Thursday, October 16, 2014

Historical Analysis Questions: Rotation 2 - Alexandre

How did historical events influence the ideas in the novel?  What cultural issues may have influenced, challenged, or inspired the author?

This book is obviously based on World War II. Specifically, WWII in Poland. The book was published in 1991 and it tells the story of Art Spiegelman's father as a Polish Jew and Holocaust survivor. The Holocaust and World War II are very sensitive subjects for anyone and greatly impacted and changed the lives of the millions who survived countless horrors. Vladek Spiegelman (Art's father), is the main character in the story, and his life was forever changed by the war. Of course, interviewing his father and sharing very personal memories with the world must have been challenging for Art, as it would be for anyone. Poland was one of the first and one of the hardest hit countries by World War II. Over six million innocent civilians were killed by Hitler's army. 

Hitler's invasion of Poland began on September 1st, 1939, when Warsaw was thrashed by the first of many bombing raids. As the bombs fell from the sky, German armies poured out of Slovakia and Prussia to begin the land invasion. Quickly, the German air force dominated the skies, and its planes soon began direct attacks on railways, roads, Polish troops, etc.
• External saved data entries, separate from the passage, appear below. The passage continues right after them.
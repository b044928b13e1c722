// Job lock services: transaction lifecycle, ordered acquisition, timed refresh

pub mod job_lock;
pub mod refresh;
pub mod transaction;

// Re-export commonly used types
pub use job_lock::JobLockService;
pub use transaction::TransactionRunner;
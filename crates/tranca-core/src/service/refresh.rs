// Timed lock refresh for long-running jobs
// Keeps a lock alive at half-TTL cadence while the owning job stays
// active, releasing it and notifying the owner the moment it stops

use std::sync::Arc;
use std::sync::atomic::{AtomicBool, Ordering};
use std::time::Duration;

use async_trait::async_trait;
use dashmap::DashMap;
use dashmap::mapref::entry::Entry;
use tokio::sync::Notify;
use tokio::time::timeout;
use tracing::{debug, error, info, warn};

use tranca_common::{LockError, LockName};
use tranca_persistence::LockStore;

/// Longest the scheduler waits for a liveness probe to answer
const MAX_PROBE_WAIT: Duration = Duration::from_millis(1000);

/// Owner-side view of a refreshed lock
///
/// `is_active` is polled at half-TTL cadence. `lock_released` fires exactly
/// once when the refresh cycle ends for any reason; after it the lock must
/// be considered lost.
#[async_trait]
pub trait JobLockRefreshCallback: Send + Sync {
    /// Whether the owning job still needs the lock
    async fn is_active(&self) -> bool;

    /// The lock is no longer being refreshed (released, lost, or the
    /// process is going down)
    async fn lock_released(&self);
}

/// Registry entry for an active refresh cycle
#[derive(Clone, Debug)]
pub struct ScheduledRefresh {
    /// Holder token the cycle refreshes with
    pub token: String,
}

/// Timed refresh scheduler
///
/// One lightweight task per refreshed lock. Cycles stop cooperatively:
/// `shutdown()` flips a flag and wakes sleeping cycles; there is no cancel
/// API.
pub struct RefreshScheduler {
    store: Arc<dyn LockStore>,
    /// Active cycles keyed by lock name
    active: Arc<DashMap<String, ScheduledRefresh>>,
    shutdown: Arc<AtomicBool>,
    /// Set by the embedder when the host process is terminating
    host_terminating: Arc<AtomicBool>,
    wake: Arc<Notify>,
}

impl RefreshScheduler {
    pub fn new(store: Arc<dyn LockStore>) -> Self {
        Self::with_host_terminating(store, Arc::new(AtomicBool::new(false)))
    }

    /// Create a scheduler that also observes an embedder-owned termination
    /// flag in addition to its own shutdown flag
    pub fn with_host_terminating(
        store: Arc<dyn LockStore>,
        host_terminating: Arc<AtomicBool>,
    ) -> Self {
        Self {
            store,
            active: Arc::new(DashMap::new()),
            shutdown: Arc::new(AtomicBool::new(false)),
            host_terminating,
            wake: Arc::new(Notify::new()),
        }
    }

    /// Number of live refresh cycles
    pub fn active_count(&self) -> usize {
        self.active.len()
    }

    /// Whether `name` currently has a live refresh cycle
    pub fn is_scheduled(&self, name: &LockName) -> bool {
        self.active.contains_key(name.as_str())
    }

    /// Registry entry for `name`, if a cycle is live
    pub fn scheduled(&self, name: &LockName) -> Option<ScheduledRefresh> {
        self.active.get(name.as_str()).map(|entry| entry.value().clone())
    }

    pub fn is_shut_down(&self) -> bool {
        self.shutdown.load(Ordering::SeqCst)
    }

    /// Begin refreshing `name` every `ttl / 2` until the callback reports
    /// inactive, the lock is lost, or the scheduler shuts down
    ///
    /// One cycle per lock name; scheduling a second one is an error. The
    /// first refresh happens one delay after this call.
    pub fn schedule(
        &self,
        name: &LockName,
        token: &str,
        ttl: Duration,
        callback: Arc<dyn JobLockRefreshCallback>,
    ) -> Result<(), LockError> {
        if self.is_shut_down() {
            return Err(LockError::IllegalState(
                "refresh scheduler is shut down".to_string(),
            ));
        }

        let delay = ttl / 2;
        if delay.is_zero() {
            return Err(LockError::IllegalArgument(format!(
                "ttl {:?} is too short to refresh",
                ttl
            )));
        }

        match self.active.entry(name.as_str().to_string()) {
            Entry::Occupied(_) => {
                return Err(LockError::IllegalState(format!(
                    "lock '{}' already has a refresh cycle",
                    name
                )));
            }
            Entry::Vacant(vacant) => {
                vacant.insert(ScheduledRefresh {
                    token: token.to_string(),
                });
            }
        }

        debug!(
            name = %name,
            token = %token,
            delay_ms = delay.as_millis() as u64,
            "Scheduled lock refresh"
        );

        let cycle = RefreshCycle {
            store: self.store.clone(),
            active: self.active.clone(),
            shutdown: self.shutdown.clone(),
            host_terminating: self.host_terminating.clone(),
            wake: self.wake.clone(),
            name: name.clone(),
            token: token.to_string(),
            ttl,
            delay,
            probe_wait: delay.min(MAX_PROBE_WAIT),
            callback,
        };
        tokio::spawn(cycle.run());

        Ok(())
    }

    /// Flip the shutdown flag and wake sleeping cycles
    ///
    /// Cycles observing the flag notify their callbacks without touching
    /// the store; the locks lapse by TTL on their own.
    pub fn shutdown(&self) {
        if self
            .shutdown
            .compare_exchange(false, true, Ordering::SeqCst, Ordering::SeqCst)
            .is_err()
        {
            return;
        }
        info!(active = self.active_count(), "Refresh scheduler shutting down");
        self.wake.notify_waiters();
    }
}

/// One lock's refresh loop, detached from the scheduler that spawned it
struct RefreshCycle {
    store: Arc<dyn LockStore>,
    active: Arc<DashMap<String, ScheduledRefresh>>,
    shutdown: Arc<AtomicBool>,
    host_terminating: Arc<AtomicBool>,
    wake: Arc<Notify>,
    name: LockName,
    token: String,
    ttl: Duration,
    delay: Duration,
    probe_wait: Duration,
    callback: Arc<dyn JobLockRefreshCallback>,
}

impl RefreshCycle {
    fn stopping(&self) -> bool {
        self.shutdown.load(Ordering::SeqCst) || self.host_terminating.load(Ordering::SeqCst)
    }

    async fn run(self) {
        loop {
            {
                // Create the wake future before checking the flag so a
                // shutdown between the check and the await is not lost
                let wake = self.wake.notified();
                if self.stopping() {
                    break;
                }
                tokio::select! {
                    _ = tokio::time::sleep(self.delay) => {}
                    _ = wake => {}
                }
            }

            if self.stopping() {
                debug!(name = %self.name, "Refresh cycle observed shutdown");
                break;
            }

            // Probe the job in its own task so a wedged callback cannot
            // wedge the cycle
            let mut probe = {
                let callback = self.callback.clone();
                tokio::spawn(async move { callback.is_active().await })
            };

            let is_active = match timeout(self.probe_wait, &mut probe).await {
                Ok(Ok(active)) => active,
                Ok(Err(join_err)) if join_err.is_panic() => {
                    error!(
                        name = %self.name,
                        "Liveness callback panicked; releasing the lock"
                    );
                    self.fail_safe_release().await;
                    return;
                }
                Ok(Err(_)) => {
                    debug!(name = %self.name, "Liveness probe cancelled");
                    break;
                }
                Err(_) => {
                    probe.abort();
                    error!(
                        name = %self.name,
                        wait_ms = self.probe_wait.as_millis() as u64,
                        "Liveness callback did not answer in time; releasing the lock"
                    );
                    self.fail_safe_release().await;
                    return;
                }
            };

            if !is_active {
                debug!(name = %self.name, token = %self.token, "Job inactive; releasing lock");
                self.release_quietly().await;
                self.finish().await;
                return;
            }

            match self.store.refresh(&self.name, &self.token, self.ttl).await {
                Ok(()) => {
                    debug!(name = %self.name, token = %self.token, "Lock refreshed");
                }
                Err(err) => {
                    warn!(
                        name = %self.name,
                        token = %self.token,
                        error = %err,
                        "Lock refresh failed; stopping cycle"
                    );
                    self.finish().await;
                    return;
                }
            }
        }

        // Shutdown path: notify without store operations
        self.finish().await;
    }

    /// A defective callback must not keep the lock for the rest of the
    /// TTL; release it and notify
    async fn fail_safe_release(self) {
        self.release_quietly().await;
        self.finish().await;
    }

    /// Release without treating an already-gone record as a failure
    async fn release_quietly(&self) {
        match self.store.release(&self.name, &self.token).await {
            Ok(()) => {}
            Err(LockError::Missing { .. }) => {}
            Err(err) => {
                warn!(
                    name = %self.name,
                    token = %self.token,
                    error = %err,
                    "Best-effort lock release failed"
                );
            }
        }
    }

    /// Drop the registry entry and notify the owner exactly once
    ///
    /// The notification runs in its own task so a panicking callback is
    /// contained.
    async fn finish(self) {
        self.active.remove(self.name.as_str());

        let callback = self.callback.clone();
        let handle = tokio::spawn(async move { callback.lock_released().await });
        if let Err(join_err) = handle.await {
            if join_err.is_panic() {
                error!(name = %self.name, "Lock released notification panicked");
            }
        }
    }
}

#[cfg(test)]
mod tests {
    use std::sync::atomic::AtomicU32;

    use tranca_persistence::InMemoryLockStore;

    use super::*;

    struct CountingCallback {
        active: AtomicBool,
        probes: AtomicU32,
        released: AtomicU32,
    }

    impl CountingCallback {
        fn new(active: bool) -> Arc<Self> {
            Arc::new(Self {
                active: AtomicBool::new(active),
                probes: AtomicU32::new(0),
                released: AtomicU32::new(0),
            })
        }
    }

    #[async_trait]
    impl JobLockRefreshCallback for CountingCallback {
        async fn is_active(&self) -> bool {
            self.probes.fetch_add(1, Ordering::SeqCst);
            self.active.load(Ordering::SeqCst)
        }

        async fn lock_released(&self) {
            self.released.fetch_add(1, Ordering::SeqCst);
        }
    }

    fn name(s: &str) -> LockName {
        LockName::new(s).unwrap()
    }

    #[tokio::test]
    async fn test_schedule_rejects_unusable_ttl() {
        let scheduler = RefreshScheduler::new(Arc::new(InMemoryLockStore::new()));
        let callback = CountingCallback::new(true);

        let err = scheduler
            .schedule(&name("a.b"), "token", Duration::from_nanos(1), callback)
            .unwrap_err();
        assert!(matches!(err, LockError::IllegalArgument(_)));
        assert_eq!(scheduler.active_count(), 0);
    }

    #[tokio::test]
    async fn test_schedule_rejects_duplicates() {
        let scheduler = RefreshScheduler::new(Arc::new(InMemoryLockStore::new()));

        scheduler
            .schedule(
                &name("a.b"),
                "token",
                Duration::from_secs(60),
                CountingCallback::new(true),
            )
            .unwrap();
        assert!(scheduler.is_scheduled(&name("a.b")));
        assert_eq!(scheduler.scheduled(&name("a.b")).unwrap().token, "token");

        let err = scheduler
            .schedule(
                &name("a.b"),
                "other",
                Duration::from_secs(60),
                CountingCallback::new(true),
            )
            .unwrap_err();
        assert!(matches!(err, LockError::IllegalState(_)));
    }

    #[tokio::test]
    async fn test_schedule_refused_after_shutdown() {
        let scheduler = RefreshScheduler::new(Arc::new(InMemoryLockStore::new()));
        scheduler.shutdown();
        scheduler.shutdown();
        assert!(scheduler.is_shut_down());

        let err = scheduler
            .schedule(
                &name("a.b"),
                "token",
                Duration::from_secs(60),
                CountingCallback::new(true),
            )
            .unwrap_err();
        assert!(matches!(err, LockError::IllegalState(_)));
    }

    #[tokio::test]
    async fn test_inactive_job_releases_and_notifies_once() {
        let store = Arc::new(InMemoryLockStore::new());
        let scheduler = RefreshScheduler::new(store.clone());
        let lock = name("org.example.JobA");

        store
            .acquire(&lock, "token", Duration::from_millis(80))
            .await
            .unwrap();

        let callback = CountingCallback::new(false);
        scheduler
            .schedule(&lock, "token", Duration::from_millis(80), callback.clone())
            .unwrap();

        tokio::time::sleep(Duration::from_millis(300)).await;

        assert_eq!(callback.released.load(Ordering::SeqCst), 1);
        assert!(!scheduler.is_scheduled(&lock));
        assert!(store.find(&lock).await.unwrap().is_none());
    }

    #[tokio::test]
    async fn test_shutdown_notifies_without_store_release() {
        let store = Arc::new(InMemoryLockStore::new());
        let scheduler = RefreshScheduler::new(store.clone());
        let lock = name("org.example.JobB");

        store
            .acquire(&lock, "token", Duration::from_secs(60))
            .await
            .unwrap();

        let callback = CountingCallback::new(true);
        scheduler
            .schedule(&lock, "token", Duration::from_secs(60), callback.clone())
            .unwrap();

        scheduler.shutdown();
        tokio::time::sleep(Duration::from_millis(100)).await;

        assert_eq!(callback.released.load(Ordering::SeqCst), 1);
        assert_eq!(scheduler.active_count(), 0);
        // The record stays; it lapses by TTL
        assert!(store.find(&lock).await.unwrap().is_some());
    }

    #[tokio::test]
    async fn test_host_terminating_flag_stops_cycles() {
        let store = Arc::new(InMemoryLockStore::new());
        let terminating = Arc::new(AtomicBool::new(false));
        let scheduler = RefreshScheduler::with_host_terminating(store.clone(), terminating.clone());
        let lock = name("org.example.JobC");

        store
            .acquire(&lock, "token", Duration::from_millis(60))
            .await
            .unwrap();

        let callback = CountingCallback::new(true);
        scheduler
            .schedule(&lock, "token", Duration::from_millis(60), callback.clone())
            .unwrap();

        terminating.store(true, Ordering::SeqCst);
        tokio::time::sleep(Duration::from_millis(150)).await;

        assert_eq!(callback.released.load(Ordering::SeqCst), 1);
        assert_eq!(scheduler.active_count(), 0);
    }
}
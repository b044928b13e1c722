// In-memory lock store
// Single-process arbiter with automatic expiry sweeping

use std::sync::Arc;
use std::time::Duration;

use async_trait::async_trait;
use dashmap::DashMap;
use dashmap::mapref::entry::Entry;
use tracing::debug;

use tranca_common::{LockError, LockName};

use crate::model::LockRecord;
use crate::store::{LockStore, expiry_after, now_millis};

/// A stored lock entry
struct LockEntry {
    token: String,
    expires_at: i64,
}

impl LockEntry {
    fn is_expired(&self, now: i64) -> bool {
        self.expires_at <= now
    }
}

/// In-memory lock store using DashMap
///
/// Suitable for single-process deployments and tests. Every operation
/// already treats expired entries as absent; the optional sweeper only
/// bounds the map's footprint.
pub struct InMemoryLockStore {
    locks: Arc<DashMap<String, LockEntry>>,
}

impl Default for InMemoryLockStore {
    fn default() -> Self {
        Self::new()
    }
}

impl InMemoryLockStore {
    pub fn new() -> Self {
        Self {
            locks: Arc::new(DashMap::new()),
        }
    }

    /// Start a background task that drops expired entries every `period`
    pub fn start_sweeper(&self, period: Duration) -> tokio::task::JoinHandle<()> {
        let locks = self.locks.clone();
        tokio::spawn(async move {
            let mut interval = tokio::time::interval(period);
            interval.set_missed_tick_behavior(tokio::time::MissedTickBehavior::Skip);
            loop {
                interval.tick().await;
                let now = now_millis();
                let before = locks.len();
                locks.retain(|_, entry| !entry.is_expired(now));
                let removed = before.saturating_sub(locks.len());
                if removed > 0 {
                    debug!(count = removed, "Cleaned up expired lock entries");
                }
            }
        })
    }

    /// Number of stored entries, live or not (test observation)
    pub fn len(&self) -> usize {
        self.locks.len()
    }

    pub fn is_empty(&self) -> bool {
        self.locks.is_empty()
    }
}

#[async_trait]
impl LockStore for InMemoryLockStore {
    async fn acquire(&self, name: &LockName, token: &str, ttl: Duration) -> Result<(), LockError> {
        let now = now_millis();
        let entry = LockEntry {
            token: token.to_string(),
            expires_at: expiry_after(now, ttl),
        };

        match self.locks.entry(name.as_str().to_string()) {
            Entry::Occupied(mut occupied) => {
                let existing = occupied.get();
                if existing.token != token && !existing.is_expired(now) {
                    return Err(LockError::Held { name: name.clone() });
                }
                occupied.insert(entry);
            }
            Entry::Vacant(vacant) => {
                vacant.insert(entry);
            }
        }

        debug!(name = %name, token = %token, "Lock acquired");
        Ok(())
    }

    async fn refresh(&self, name: &LockName, token: &str, ttl: Duration) -> Result<(), LockError> {
        let now = now_millis();

        match self.locks.entry(name.as_str().to_string()) {
            Entry::Occupied(mut occupied) if !occupied.get().is_expired(now) => {
                if occupied.get().token != token {
                    return Err(LockError::HeldByOther { name: name.clone() });
                }
                occupied.get_mut().expires_at = expiry_after(now, ttl);
                debug!(name = %name, token = %token, "Lock refreshed");
                Ok(())
            }
            _ => Err(LockError::Missing { name: name.clone() }),
        }
    }

    async fn release(&self, name: &LockName, token: &str) -> Result<(), LockError> {
        let now = now_millis();

        match self.locks.entry(name.as_str().to_string()) {
            Entry::Occupied(occupied) if !occupied.get().is_expired(now) => {
                if occupied.get().token != token {
                    return Err(LockError::HeldByOther { name: name.clone() });
                }
                occupied.remove();
                debug!(name = %name, token = %token, "Lock released");
                Ok(())
            }
            _ => Err(LockError::Missing { name: name.clone() }),
        }
    }

    async fn find(&self, name: &LockName) -> Result<Option<LockRecord>, LockError> {
        let now = now_millis();
        let record = self
            .locks
            .get(name.as_str())
            .filter(|entry| !entry.is_expired(now))
            .map(|entry| LockRecord {
                name: name.clone(),
                token: entry.token.clone(),
                expires_at: entry.expires_at,
            });
        Ok(record)
    }
}
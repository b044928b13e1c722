//! Tranca Persistence - Lock record storage backends
//!
//! This crate provides:
//! - The `LockStore` trait all backends implement
//! - An in-memory store for single-process deployments and tests
//! - A relational store (MySQL/PostgreSQL via SeaORM) acting as the
//!   shared arbiter across processes

pub mod db;
pub mod entity;
pub mod memory;
pub mod model;
pub mod store;

// Re-export sea-orm for convenience
pub use sea_orm;

// Re-export the store abstraction and backends
pub use db::DbLockStore;
pub use memory::InMemoryLockStore;
pub use model::LockRecord;
pub use store::LockStore;
//! Relational lock store
//!
//! One row per lock name guarded by a unique index; ownership changes ride
//! on conditional UPDATE/DELETE statements, so two processes can never both
//! observe success for the same name. Expected table:
//!
//! ```sql
//! CREATE TABLE job_lock (
//!     id         BIGINT NOT NULL PRIMARY KEY AUTO_INCREMENT,
//!     lock_name  VARCHAR(255) NOT NULL,
//!     lock_token VARCHAR(64) NOT NULL,
//!     expires_at BIGINT NOT NULL,
//!     UNIQUE KEY uk_job_lock_name (lock_name)
//! );
//! ```

use std::time::Duration;

use async_trait::async_trait;
use sea_orm::prelude::Expr;
use sea_orm::*;
use tracing::debug;

use tranca_common::{LockError, LockName};

use crate::entity::job_lock;
use crate::model::LockRecord;
use crate::store::{LockStore, expiry_after, now_millis};

/// Lock store backed by a relational table through SeaORM
pub struct DbLockStore {
    db: DatabaseConnection,
}

impl DbLockStore {
    pub fn new(db: DatabaseConnection) -> Self {
        Self { db }
    }

    async fn find_live(
        &self,
        name: &LockName,
        now: i64,
    ) -> Result<Option<job_lock::Model>, LockError> {
        job_lock::Entity::find()
            .filter(job_lock::Column::LockName.eq(name.as_str()))
            .filter(job_lock::Column::ExpiresAt.gt(now))
            .one(&self.db)
            .await
            .map_err(store_err)
    }

    /// A conditional write matched nothing; read the row back to report
    /// the precise reason.
    async fn classify_stale_write(&self, name: &LockName, token: &str, now: i64) -> LockError {
        match self.find_live(name, now).await {
            Ok(Some(row)) if row.lock_token != token => {
                LockError::HeldByOther { name: name.clone() }
            }
            Ok(Some(_)) => {
                LockError::ConcurrencyConflict(format!("lock '{}' changed concurrently", name))
            }
            Ok(None) => LockError::Missing { name: name.clone() },
            Err(err) => err,
        }
    }
}

fn store_err(err: DbErr) -> LockError {
    LockError::Store(anyhow::Error::from(err))
}

#[async_trait]
impl LockStore for DbLockStore {
    async fn acquire(&self, name: &LockName, token: &str, ttl: Duration) -> Result<(), LockError> {
        let now = now_millis();
        let expires_at = expiry_after(now, ttl);

        // Claim the existing row when we already own it or it has expired
        let claimed = job_lock::Entity::update_many()
            .filter(job_lock::Column::LockName.eq(name.as_str()))
            .filter(
                Condition::any()
                    .add(job_lock::Column::LockToken.eq(token))
                    .add(job_lock::Column::ExpiresAt.lte(now)),
            )
            .col_expr(job_lock::Column::LockToken, Expr::value(token))
            .col_expr(job_lock::Column::ExpiresAt, Expr::value(expires_at))
            .exec(&self.db)
            .await
            .map_err(store_err)?;
        if claimed.rows_affected > 0 {
            debug!(name = %name, token = %token, "Lock acquired");
            return Ok(());
        }

        // Nothing claimable. A live row bound to another token is plain
        // contention; a live row bound to us means the statements interleaved
        // with another writer and the unit of work should rerun.
        if let Some(row) = self.find_live(name, now).await? {
            if row.lock_token != token {
                return Err(LockError::Held { name: name.clone() });
            }
            return Err(LockError::ConcurrencyConflict(format!(
                "lock '{}' changed concurrently",
                name
            )));
        }

        // No row at all; insert one. A unique violation means another
        // process inserted first.
        let model = job_lock::ActiveModel {
            id: NotSet,
            lock_name: Set(name.as_str().to_string()),
            lock_token: Set(token.to_string()),
            expires_at: Set(expires_at),
        };
        match model.insert(&self.db).await {
            Ok(_) => {
                debug!(name = %name, token = %token, "Lock acquired");
                Ok(())
            }
            Err(err) => match err.sql_err() {
                Some(SqlErr::UniqueConstraintViolation(_)) => {
                    Err(LockError::ConcurrencyConflict(format!(
                        "concurrent insert for lock '{}'",
                        name
                    )))
                }
                _ => Err(store_err(err)),
            },
        }
    }

    async fn refresh(&self, name: &LockName, token: &str, ttl: Duration) -> Result<(), LockError> {
        let now = now_millis();
        let expires_at = expiry_after(now, ttl);

        let updated = job_lock::Entity::update_many()
            .filter(job_lock::Column::LockName.eq(name.as_str()))
            .filter(job_lock::Column::LockToken.eq(token))
            .filter(job_lock::Column::ExpiresAt.gt(now))
            .col_expr(job_lock::Column::ExpiresAt, Expr::value(expires_at))
            .exec(&self.db)
            .await
            .map_err(store_err)?;
        if updated.rows_affected > 0 {
            debug!(name = %name, token = %token, "Lock refreshed");
            return Ok(());
        }

        Err(self.classify_stale_write(name, token, now).await)
    }

    async fn release(&self, name: &LockName, token: &str) -> Result<(), LockError> {
        let now = now_millis();

        let deleted = job_lock::Entity::delete_many()
            .filter(job_lock::Column::LockName.eq(name.as_str()))
            .filter(job_lock::Column::LockToken.eq(token))
            .filter(job_lock::Column::ExpiresAt.gt(now))
            .exec(&self.db)
            .await
            .map_err(store_err)?;
        if deleted.rows_affected > 0 {
            debug!(name = %name, token = %token, "Lock released");
            return Ok(());
        }

        Err(self.classify_stale_write(name, token, now).await)
    }

    async fn find(&self, name: &LockName) -> Result<Option<LockRecord>, LockError> {
        let now = now_millis();
        match self.find_live(name, now).await? {
            Some(row) => Ok(Some(LockRecord {
                name: LockName::new(&row.lock_name)?,
                token: row.lock_token,
                expires_at: row.expires_at,
            })),
            None => Ok(None),
        }
    }
}

#[cfg(test)]
mod tests {
    use super::*;
    use tranca_common::generate_token;

    async fn test_db() -> DatabaseConnection {
        let url = std::env::var("TRANCA_TEST_DATABASE_URL")
            .expect("TRANCA_TEST_DATABASE_URL must point at a database with the job_lock table");
        Database::connect(url)
            .await
            .expect("Database connection failed")
    }

    fn unique_name(prefix: &str) -> LockName {
        LockName::new(&format!("test.{}.{}", prefix, generate_token())).unwrap()
    }

    const TTL: Duration = Duration::from_secs(60);

    #[test]
    fn test_store_err_keeps_db_error_detail() {
        let err = store_err(DbErr::Custom("connection reset".to_string()));
        assert!(matches!(err, LockError::Store(_)));
        assert!(err.to_string().contains("connection reset"));
    }

    #[tokio::test]
    #[ignore = "requires test database"]
    async fn test_acquire_refresh_release_round_trip() {
        let store = DbLockStore::new(test_db().await);
        let name = unique_name("roundtrip");
        let token = generate_token();

        store.acquire(&name, &token, TTL).await.unwrap();
        let record = store.find(&name).await.unwrap().unwrap();
        assert_eq!(record.token, token);

        store.refresh(&name, &token, Duration::from_secs(3600)).await.unwrap();
        let refreshed = store.find(&name).await.unwrap().unwrap();
        assert!(refreshed.expires_at > record.expires_at);

        store.release(&name, &token).await.unwrap();
        assert!(store.find(&name).await.unwrap().is_none());
    }

    #[tokio::test]
    #[ignore = "requires test database"]
    async fn test_acquire_contention() {
        let store = DbLockStore::new(test_db().await);
        let name = unique_name("contention");
        let token = generate_token();

        store.acquire(&name, &token, TTL).await.unwrap();

        let other = generate_token();
        let err = store.acquire(&name, &other, TTL).await.unwrap_err();
        assert!(matches!(err, LockError::Held { .. }));

        // The owner can re-acquire to extend
        store.acquire(&name, &token, TTL).await.unwrap();
        store.release(&name, &token).await.unwrap();
    }

    #[tokio::test]
    #[ignore = "requires test database"]
    async fn test_expired_row_is_taken_over() {
        let store = DbLockStore::new(test_db().await);
        let name = unique_name("expiry");
        let token = generate_token();

        store.acquire(&name, &token, Duration::ZERO).await.unwrap();

        let other = generate_token();
        store.acquire(&name, &other, TTL).await.unwrap();
        let record = store.find(&name).await.unwrap().unwrap();
        assert_eq!(record.token, other);

        store.release(&name, &other).await.unwrap();
    }

    #[tokio::test]
    #[ignore = "requires test database"]
    async fn test_release_wrong_token() {
        let store = DbLockStore::new(test_db().await);
        let name = unique_name("wrongtoken");
        let token = generate_token();

        store.acquire(&name, &token, TTL).await.unwrap();

        let err = store.release(&name, "someone-else").await.unwrap_err();
        assert!(matches!(err, LockError::HeldByOther { .. }));

        store.release(&name, &token).await.unwrap();
    }

    #[tokio::test]
    #[ignore = "requires test database"]
    async fn test_refresh_missing_lock() {
        let store = DbLockStore::new(test_db().await);
        let name = unique_name("missing");

        let err = store.refresh(&name, "token", TTL).await.unwrap_err();
        assert!(matches!(err, LockError::Missing { .. }));
    }
}
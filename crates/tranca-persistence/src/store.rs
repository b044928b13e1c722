//! Lock store trait
//!
//! Defines the interface every lock storage backend implements. One store
//! is the single arbiter of ownership for all cooperating processes.

use std::time::Duration;

use async_trait::async_trait;

use tranca_common::{LockError, LockName};

use crate::model::LockRecord;

/// Atomic lock record operations
///
/// Implementations guarantee at most one live record per name and treat an
/// expired record exactly like an absent one: `acquire` overwrites it,
/// `refresh` and `release` report it as missing.
#[async_trait]
pub trait LockStore: Send + Sync {
    /// Bind the record for `name` to `token` until `ttl` elapses.
    ///
    /// Succeeds when the record is absent, expired, or already bound to
    /// `token` (re-acquiring with the owning token extends the expiry).
    /// Fails with [`LockError::Held`] when a live record is bound to
    /// another token.
    async fn acquire(&self, name: &LockName, token: &str, ttl: Duration) -> Result<(), LockError>;

    /// Push the expiry of the record for `name` out by `ttl`.
    ///
    /// Fails with [`LockError::Missing`] when no live record exists, or
    /// [`LockError::HeldByOther`] when it is bound to another token.
    async fn refresh(&self, name: &LockName, token: &str, ttl: Duration) -> Result<(), LockError>;

    /// Delete the record for `name` if it is live and bound to `token`.
    ///
    /// Fails with the same errors as [`LockStore::refresh`].
    async fn release(&self, name: &LockName, token: &str) -> Result<(), LockError>;

    /// Fetch the live record for `name`, if any.
    async fn find(&self, name: &LockName) -> Result<Option<LockRecord>, LockError>;
}

/// Clock for expiry decisions, epoch milliseconds
pub(crate) fn now_millis() -> i64 {
    chrono::Utc::now().timestamp_millis()
}

/// Expiry instant for a lock taken at `now`, saturating so an oversized
/// TTL reads as never expiring instead of wrapping negative
pub(crate) fn expiry_after(now: i64, ttl: Duration) -> i64 {
    now.saturating_add(i64::try_from(ttl.as_millis()).unwrap_or(i64::MAX))
}

#[cfg(test)]
mod tests {
    use super::*;

    #[test]
    fn test_expiry_after_adds_ttl() {
        assert_eq!(expiry_after(1_000, Duration::from_secs(60)), 61_000);
    }

    #[test]
    fn test_expiry_after_saturates() {
        assert_eq!(expiry_after(1_000, Duration::MAX), i64::MAX);
        assert_eq!(expiry_after(i64::MAX - 5, Duration::from_secs(1)), i64::MAX);
    }
}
Junkers Ju-87 bombers, terrorized Polish citizens creating a state of confusion on the land that stopped the Polish army from reaching the front lines. 26 days after the invasion began, Hitler's battered target gave in and surrendered. 

View of an undamaged Polish city from the cockpit of a German medium bomber"
One thing Art Spiegelman did in the graphic novel, was to replace the drawings of human characters with animals. In the book's case, the Jewish characters are portrayed as mice, the Germans are cats, and the non-Jewish Polish characters as pigs. While the characters are not drawn as people, the author still made them seem realistic (since they did exist), while not creating a very personal atmosphere that could generate discomfort in the audience, and in the author's family. By also representing humans with innocent wildlife, a lot of WWII's gruesome details appear to be softened, making the book easier to read and lighter. I have also found that, when reading, you do not even notice that the characters are mice, cats or pigs. They take on human qualities while still remaining physically anonymous, which was the author's intent (since he had to protect people's privacy in the novel). 

Sources: Staff. "Poland." History. History, 2014. Web. 11 Oct. 2014. <>.

Taylor, Alan. "World War II: The Invasion of Poland and the Winter War."The Atlantic. Atlantic Media Company, 26 June 2011. Web. 11 Oct. 2014. <>.